Scientific classification
- Kingdom: Animalia
- Phylum: Arthropoda
- Clade: Pancrustacea
- Class: Insecta
- Order: Odonata
- Infraorder: Anisoptera
- Family: Aeshnidae
- Genus: Austroaeschna
- Species: A. speciosa
- Binomial name: Austroaeschna speciosa Sjöstedt, 1917

= Austroaeschna speciosa =

- Authority: Sjöstedt, 1917
- Conservation status: NT

Species of dragonfly

Austroaeschna speciosa is a species of dragonfly in the family Aeshnidae,
known as the tropical unicorn darner. It is known to be present only in the mountainous regions of north-east Queensland, Australia. It appears very similar to the more widespread Austroaeschna unicornis (unicorn darner) which inhabits areas in southern Queensland, New South Wales, Victoria and Tasmania.

==Description==
The tropical unicorn darner is a large dragonfly with a body length around 80mm and wing-span of 100mm. The abdomen on segments 3 to 8 is black and reddish-brown, heavily marked with pale yellow spots or patches. The synthorax is reddish-brown with prominent yellow stripes darkly outlined.

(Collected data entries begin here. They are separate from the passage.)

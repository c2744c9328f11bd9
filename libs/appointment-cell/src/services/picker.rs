use chrono::NaiveDate;
use tokio::sync::Mutex;
use tracing::{debug, warn};

use crate::models::{
    AppointmentError, OccupiedSet, PickerState, PickerView, SchedulingConfig, SlotTime,
};
use crate::services::availability::render_slots;
use crate::services::occupancy::AppointmentService;
use crate::services::slots::generate_slots;

/// Identifies one occupancy fetch. Only the ticket from the most recent input
/// change is allowed to update the picker.
#[derive(Debug, Clone, PartialEq, Eq)]
pub struct FetchTicket {
    generation: u64,
    pub provider_id: String,
    pub date: NaiveDate,
    pub exclude_appointment_id: Option<String>,
}

/// Time-slot picker for one provider and date.
///
/// Slots are generated once from the scheduling config. Occupancy is loaded
/// asynchronously whenever the provider or date changes; a failed load leaves
/// every slot selectable and records the error, relying on the conflict guard
/// at submit time.
#[derive(Debug, Clone)]
pub struct SlotPicker {
    slots: Vec<SlotTime>,
    provider_id: Option<String>,
    date: Option<NaiveDate>,
    exclude_appointment_id: Option<String>,
    occupied: OccupiedSet,
    selected: Option<SlotTime>,
    state: PickerState,
    error: Option<String>,
    generation: u64,
}

impl SlotPicker {
    pub fn new(config: &SchedulingConfig) -> Result<Self, AppointmentError> {
        Ok(Self {
            slots: generate_slots(&config.working_hours, config.slot_duration_minutes)?,
            provider_id: None,
            date: None,
            exclude_appointment_id: None,
            occupied: OccupiedSet::new(),
            selected: None,
            state: PickerState::Idle,
            error: None,
            generation: 0,
        })
    }

    /// Picker used while rescheduling `appointment_id`, whose own booking must
    /// not count as occupied.
    pub fn for_reschedule(mut self, appointment_id: impl Into<String>) -> Self {
        self.exclude_appointment_id = Some(appointment_id.into());
        self
    }

    /// Applies new provider/date inputs. Returns the fetch to run when both are
    /// present and at least one of them changed.
    pub fn set_inputs(
        &mut self,
        provider_id: Option<String>,
        date: Option<NaiveDate>,
    ) -> Option<FetchTicket> {
        let provider_changed = provider_id != self.provider_id;
        let date_changed = date != self.date;

        if !provider_changed && !date_changed {
            return None;
        }

        if date_changed {
            self.selected = None;
        }

        self.provider_id = provider_id;
        self.date = date;
        self.occupied = OccupiedSet::new();
        self.error = None;
        self.generation += 1;

        match (&self.provider_id, self.date) {
            (Some(provider_id), Some(date)) => {
                self.state = PickerState::Loading;
                Some(FetchTicket {
                    generation: self.generation,
                    provider_id: provider_id.clone(),
                    date,
                    exclude_appointment_id: self.exclude_appointment_id.clone(),
                })
            }
            _ => {
                self.state = PickerState::Idle;
                None
            }
        }
    }

    /// Records the outcome of a fetch. Returns `false` when the ticket is stale
    /// and the result was discarded.
    pub fn complete_fetch(
        &mut self,
        ticket: &FetchTicket,
        result: Result<Vec<String>, AppointmentError>,
    ) -> bool {
        if ticket.generation != self.generation {
            debug!(
                "Discarding stale occupancy for provider {} on {} (generation {} < {})",
                ticket.provider_id, ticket.date, ticket.generation, self.generation
            );
            return false;
        }

        match result {
            Ok(times) => {
                self.occupied = OccupiedSet::from_strings(times);
                self.error = None;
                self.state = PickerState::Ready;
                if let Some(selected) = self.selected {
                    if self.occupied.contains(&selected) {
                        debug!("Selected slot {} is now occupied, clearing selection", selected);
                        self.selected = None;
                    }
                }
            }
            Err(e) => {
                warn!(
                    "Failed to load occupied times for provider {} on {}: {}",
                    ticket.provider_id, ticket.date, e
                );
                self.occupied = OccupiedSet::new();
                self.error = Some(e.to_string());
                self.state = PickerState::ErrorFallbackOpen;
            }
        }

        true
    }

    pub fn select(&mut self, time: SlotTime) -> Result<(), AppointmentError> {
        match self.state {
            PickerState::Idle | PickerState::Loading => return Err(AppointmentError::PickerNotReady),
            PickerState::Ready | PickerState::ErrorFallbackOpen => {}
        }
        if !self.slots.contains(&time) {
            return Err(AppointmentError::InvalidSlot(time));
        }
        if self.occupied.contains(&time) {
            return Err(AppointmentError::SlotOccupied(time));
        }
        self.selected = Some(time);
        Ok(())
    }

    pub fn selected(&self) -> Option<SlotTime> {
        self.selected
    }

    pub fn state(&self) -> PickerState {
        self.state
    }

    pub fn error(&self) -> Option<&str> {
        self.error.as_deref()
    }

    pub fn slots(&self) -> &[SlotTime] {
        &self.slots
    }

    pub fn view(&self) -> PickerView {
        let slots = match self.state {
            PickerState::Idle | PickerState::Loading => Vec::new(),
            PickerState::Ready | PickerState::ErrorFallbackOpen => {
                render_slots(&self.slots, &self.occupied, self.selected)
            }
        };

        PickerView {
            state: self.state,
            provider_id: self.provider_id.clone(),
            date: self.date,
            slots,
            error: self.error.clone(),
        }
    }

    /// Sets the inputs and, when they changed, loads occupancy from `service`.
    ///
    /// The lock is released while the request is in flight, so concurrent
    /// refreshes of the same picker are allowed; the newest inputs win.
    pub async fn refresh<S>(
        picker: &Mutex<SlotPicker>,
        service: &S,
        provider_id: Option<String>,
        date: Option<NaiveDate>,
        auth_token: &str,
    ) -> PickerView
    where
        S: AppointmentService + ?Sized,
    {
        let ticket = picker.lock().await.set_inputs(provider_id, date);

        if let Some(ticket) = ticket {
            let result = service
                .get_occupied_times(
                    &ticket.provider_id,
                    ticket.date,
                    ticket.exclude_appointment_id.as_deref(),
                    auth_token,
                )
                .await;
            picker.lock().await.complete_fetch(&ticket, result);
        }

        picker.lock().await.view()
    }
}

The prominent eyes are pale grey to green, meeting at the top of the head.
The wings are clear and the pterostigma are yellow.

==Habitat==
The tropical unicorn darner inhabits rocky sections of stream and rivers.

==Etymology==
The genus name Austroaeschna combines the prefix austro- (from Latin auster, meaning “south wind”, hence “southern”) with Aeshna, a genus of dragonflies.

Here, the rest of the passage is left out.